ANTI‐APOPTOTIC EFFECT OF ATORVASTATIN, A 3‐HYDROXY‐3‐METHYLGLUTARYL COENZYME A REDUCTASE INHIBITOR, ON CARDIAC MYOCYTES THROUGH PROTEIN KINASE C ACTIVATION

Summary 1. Pleiotropic effects of statins, which are independent of lipid lowering, have been reported. In the present study, we examined the effect of a statin on apoptosis of adult rat cultured cardiac myocytes. We used the protein kinase C (PKC) inhibitors staurosporine (1 µmol/L), chelerythrine (10 µmol/L) and rottlerin (5 µmol/L) to induce myocyte apoptosis. The effect of atorvastatin (10 −7  g/mL), a statin, on myocyte apoptosis induced by these PKC inhibitors was examined. 2. All these PKC inhibitors markedly increased the percentage of terminal deoxyribonucleotidyl transferase‐mediated dUTP–digoxigenin nick end‐labeling (TUNEL)‐positive myocytes. This increase was significantly suppressed by atorvastatin treatment. Both chelerythrine and rottlerin induced subcellular translocation of PKCδ and elevated caspase‐3 activity in myocytes.
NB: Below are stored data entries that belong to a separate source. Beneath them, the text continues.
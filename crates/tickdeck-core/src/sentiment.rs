//! Headline sentiment scoring.
//!
//! The news adapter attaches a polarity score to every title and summary it
//! ingests. Scoring is lexicon-based: signed cue-word counts squashed into
//! the open interval (-1, 1), with zero for text carrying no cues.

/// Positive cue words, sorted for binary search.
const POSITIVE: &[&str] = &[
    "accelerate",
    "advance",
    "advances",
    "beat",
    "beats",
    "boom",
    "boost",
    "boosted",
    "bullish",
    "climb",
    "climbed",
    "climbs",
    "exceed",
    "exceeded",
    "exceeds",
    "expand",
    "expands",
    "gain",
    "gained",
    "gains",
    "grew",
    "grow",
    "growth",
    "improve",
    "improved",
    "improves",
    "jump",
    "jumped",
    "jumps",
    "optimistic",
    "outperform",
    "outperformed",
    "positive",
    "profit",
    "profitable",
    "profits",
    "rallied",
    "rallies",
    "rally",
    "rebound",
    "record",
    "recover",
    "recovered",
    "recovery",
    "rise",
    "rises",
    "rose",
    "soar",
    "soared",
    "soars",
    "strength",
    "strong",
    "surge",
    "surged",
    "surges",
    "top",
    "topped",
    "tops",
    "upbeat",
    "upgrade",
    "upgraded",
    "win",
    "wins",
];

/// Negative cue words, sorted for binary search.
const NEGATIVE: &[&str] = &[
    "bankrupt",
    "bankruptcy",
    "bearish",
    "collapse",
    "collapsed",
    "crash",
    "crashed",
    "crisis",
    "cut",
    "cuts",
    "decline",
    "declined",
    "declines",
    "deficit",
    "downgrade",
    "downgraded",
    "drop",
    "dropped",
    "drops",
    "fall",
    "falls",
    "fear",
    "fears",
    "fell",
    "fined",
    "fraud",
    "lawsuit",
    "layoff",
    "layoffs",
    "loss",
    "losses",
    "lost",
    "miss",
    "missed",
    "misses",
    "plunge",
    "plunged",
    "plunges",
    "probe",
    "recall",
    "recession",
    "risk",
    "risks",
    "sank",
    "shortfall",
    "sink",
    "slide",
    "slides",
    "slip",
    "slipped",
    "slips",
    "slump",
    "slumped",
    "slumps",
    "struggle",
    "struggled",
    "struggles",
    "sued",
    "tumble",
    "tumbled",
    "tumbles",
    "warn",
    "warned",
    "warning",
    "warns",
    "weak",
    "weakness",
    "worries",
    "worry",
    "worse",
    "worst",
];

/// Tokens that invert the cue that follows them.
const NEGATIONS: &[&str] = &["never", "no", "not", "without"];

const DAMPING: f64 = 15.0;

/// Score a headline or summary into [-1, 1].
///
/// Text without any cue words scores exactly 0.
pub fn polarity(text: &str) -> f64 {
    let lowered = text.to_lowercase();
    let tokens: Vec<&str> = lowered
        .split(|ch: char| !ch.is_alphanumeric())
        .filter(|token| !token.is_empty())
        .collect();

    let mut raw = 0_i64;
    for (index, token) in tokens.iter().enumerate() {
        let cue = if POSITIVE.binary_search(token).is_ok() {
            1
        } else if NEGATIVE.binary_search(token).is_ok() {
            -1
        } else {
            continue;
        };

        let negated = index
            .checked_sub(1)
            .map(|prev| NEGATIONS.binary_search(&tokens[prev]).is_ok())
            .unwrap_or(false);

        raw += if negated { -cue } else { cue };
    }

    if raw == 0 {
        return 0.0;
    }

    let raw = raw as f64;
    raw / (raw * raw + DAMPING).sqrt()
}

#[cfg(test)]
mod tests {
    use super::*;

    #[test]
    fn positive_headline_scores_positive() {
        let score = polarity("Shares surge as profits beat expectations");
        assert!(score > 0.0);
        assert!(score < 1.0);
    }

    #[test]
    fn negative_headline_scores_negative() {
        let score = polarity("Stock plunges after earnings miss and layoffs");
        assert!(score < 0.0);
        assert!(score > -1.0);
    }

    #[test]
    fn single_cue_has_known_magnitude() {
        let expected = 1.0 / 16.0_f64.sqrt();
        assert!((polarity("revenue gains") - expected).abs() < 1e-12);
        assert!((polarity("revenue drops") + expected).abs() < 1e-12);
    }

    #[test]
    fn negation_flips_the_following_cue() {
        assert!(polarity("no growth this quarter") < 0.0);
        assert!(polarity("not weak at all") > 0.0);
    }

    #[test]
    fn text_without_cues_scores_exactly_zero() {
        assert_eq!(polarity(""), 0.0);
        assert_eq!(polarity("Quarterly report scheduled for Tuesday"), 0.0);
    }

    #[test]
    fn case_and_punctuation_do_not_matter() {
        assert_eq!(polarity("GAINS!!!"), polarity("gains"));
    }

    #[test]
    fn score_stays_inside_the_open_interval() {
        let piled_on = "surge gains rally record profits beat tops climbs jumps soared";
        let score = polarity(piled_on);
        assert!(score > 0.9);
        assert!(score < 1.0);
    }

    #[test]
    fn cue_lists_are_sorted_for_binary_search() {
        for list in [POSITIVE, NEGATIVE, NEGATIONS] {
            for pair in list.windows(2) {
                assert!(pair[0] < pair[1], "{} must sort before {}", pair[0], pair[1]);
            }
        }
    }
}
The changes in the subcellular distribution of PKCδ and caspase‐3 activity induced by these PKC inhibitors were suppressed by atorvastatin treatment. 3. The results of the present study suggest that the inhibitory effect of atorvastatin on apoptosis of adult rat cardiac myocytes induced by the PKC inhibitors is through activation of PKCδ pathway.